-- Problem statement --
Across the listing below, how many lines have the word "Some" in them? Provide only the number.

-- Data for this exercise --
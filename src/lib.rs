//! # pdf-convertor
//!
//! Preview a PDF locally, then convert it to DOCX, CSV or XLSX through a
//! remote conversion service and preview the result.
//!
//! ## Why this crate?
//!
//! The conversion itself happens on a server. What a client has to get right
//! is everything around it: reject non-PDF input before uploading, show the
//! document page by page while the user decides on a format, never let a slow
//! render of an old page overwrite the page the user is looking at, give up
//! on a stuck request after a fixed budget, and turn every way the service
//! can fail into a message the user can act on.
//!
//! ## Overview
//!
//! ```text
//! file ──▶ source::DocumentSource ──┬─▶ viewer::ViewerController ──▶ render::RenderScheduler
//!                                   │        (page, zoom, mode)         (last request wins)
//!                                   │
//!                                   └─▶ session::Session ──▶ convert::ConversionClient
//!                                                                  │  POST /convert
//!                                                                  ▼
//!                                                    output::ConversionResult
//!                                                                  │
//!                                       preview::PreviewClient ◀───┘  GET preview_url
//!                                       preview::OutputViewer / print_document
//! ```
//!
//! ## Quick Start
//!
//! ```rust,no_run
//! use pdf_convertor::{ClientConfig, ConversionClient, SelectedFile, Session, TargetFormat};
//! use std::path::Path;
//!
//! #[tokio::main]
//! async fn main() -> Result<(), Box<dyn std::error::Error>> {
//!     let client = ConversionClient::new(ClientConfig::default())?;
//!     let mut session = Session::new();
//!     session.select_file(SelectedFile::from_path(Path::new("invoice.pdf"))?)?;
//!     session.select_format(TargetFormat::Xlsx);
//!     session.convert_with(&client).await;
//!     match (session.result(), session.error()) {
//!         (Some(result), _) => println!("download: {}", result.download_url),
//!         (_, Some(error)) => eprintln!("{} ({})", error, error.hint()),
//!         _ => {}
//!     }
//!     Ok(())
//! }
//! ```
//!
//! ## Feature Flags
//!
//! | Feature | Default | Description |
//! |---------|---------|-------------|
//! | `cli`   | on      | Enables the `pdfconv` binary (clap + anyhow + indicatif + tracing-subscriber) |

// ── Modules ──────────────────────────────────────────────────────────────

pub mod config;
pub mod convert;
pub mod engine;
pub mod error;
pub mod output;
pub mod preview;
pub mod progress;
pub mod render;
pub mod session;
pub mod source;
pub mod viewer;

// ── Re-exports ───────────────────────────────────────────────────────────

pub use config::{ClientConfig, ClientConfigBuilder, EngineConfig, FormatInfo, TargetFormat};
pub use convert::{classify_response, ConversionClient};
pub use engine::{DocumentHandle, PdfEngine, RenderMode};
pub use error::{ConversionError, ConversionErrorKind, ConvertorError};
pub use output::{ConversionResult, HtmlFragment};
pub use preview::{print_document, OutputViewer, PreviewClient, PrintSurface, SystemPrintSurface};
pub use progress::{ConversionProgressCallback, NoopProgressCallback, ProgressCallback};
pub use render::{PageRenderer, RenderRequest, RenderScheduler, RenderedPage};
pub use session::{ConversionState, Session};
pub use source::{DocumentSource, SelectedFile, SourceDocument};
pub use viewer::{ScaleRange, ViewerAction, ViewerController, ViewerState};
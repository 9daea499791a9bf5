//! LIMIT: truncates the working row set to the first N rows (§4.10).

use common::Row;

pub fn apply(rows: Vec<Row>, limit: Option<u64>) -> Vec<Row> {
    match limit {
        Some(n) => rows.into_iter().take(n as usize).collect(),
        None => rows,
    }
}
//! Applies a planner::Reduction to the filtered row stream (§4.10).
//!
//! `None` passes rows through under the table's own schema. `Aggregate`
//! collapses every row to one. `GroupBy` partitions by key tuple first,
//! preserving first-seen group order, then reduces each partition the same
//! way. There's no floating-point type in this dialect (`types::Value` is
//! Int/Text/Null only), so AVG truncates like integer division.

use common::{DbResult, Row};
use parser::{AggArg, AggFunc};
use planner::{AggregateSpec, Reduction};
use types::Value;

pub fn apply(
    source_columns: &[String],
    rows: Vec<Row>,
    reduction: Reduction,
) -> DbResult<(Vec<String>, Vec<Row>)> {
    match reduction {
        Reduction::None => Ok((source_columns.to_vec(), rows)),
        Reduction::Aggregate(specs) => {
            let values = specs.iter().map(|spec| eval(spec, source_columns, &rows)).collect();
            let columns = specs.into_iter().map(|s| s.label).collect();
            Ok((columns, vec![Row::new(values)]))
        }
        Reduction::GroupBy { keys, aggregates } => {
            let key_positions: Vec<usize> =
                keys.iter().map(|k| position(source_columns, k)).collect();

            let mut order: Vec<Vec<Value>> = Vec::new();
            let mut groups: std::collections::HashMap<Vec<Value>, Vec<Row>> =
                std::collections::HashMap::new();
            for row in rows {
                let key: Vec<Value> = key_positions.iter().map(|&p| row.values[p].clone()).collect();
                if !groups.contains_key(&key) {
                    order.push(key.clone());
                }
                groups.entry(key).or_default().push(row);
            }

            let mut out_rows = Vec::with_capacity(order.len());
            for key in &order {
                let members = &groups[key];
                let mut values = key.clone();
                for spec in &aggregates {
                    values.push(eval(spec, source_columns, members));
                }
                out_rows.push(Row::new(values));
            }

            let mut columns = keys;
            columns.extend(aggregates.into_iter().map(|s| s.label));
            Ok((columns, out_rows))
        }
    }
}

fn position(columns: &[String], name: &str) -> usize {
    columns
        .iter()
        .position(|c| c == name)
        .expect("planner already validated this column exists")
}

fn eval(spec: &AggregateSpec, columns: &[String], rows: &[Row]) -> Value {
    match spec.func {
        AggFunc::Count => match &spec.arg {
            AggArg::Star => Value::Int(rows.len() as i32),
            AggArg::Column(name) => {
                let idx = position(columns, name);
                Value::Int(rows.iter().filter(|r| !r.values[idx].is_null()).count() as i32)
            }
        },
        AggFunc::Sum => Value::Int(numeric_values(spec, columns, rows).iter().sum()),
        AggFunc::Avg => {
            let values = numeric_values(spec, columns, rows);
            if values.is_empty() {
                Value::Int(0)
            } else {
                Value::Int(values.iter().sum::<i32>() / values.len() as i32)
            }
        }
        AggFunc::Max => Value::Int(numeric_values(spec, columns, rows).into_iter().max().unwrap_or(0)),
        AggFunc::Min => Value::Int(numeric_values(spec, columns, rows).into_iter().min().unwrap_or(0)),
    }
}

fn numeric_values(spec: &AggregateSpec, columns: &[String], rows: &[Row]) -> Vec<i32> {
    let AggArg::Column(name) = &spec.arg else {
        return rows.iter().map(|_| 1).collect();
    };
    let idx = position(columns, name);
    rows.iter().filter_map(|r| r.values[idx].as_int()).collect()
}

-- Output below --
3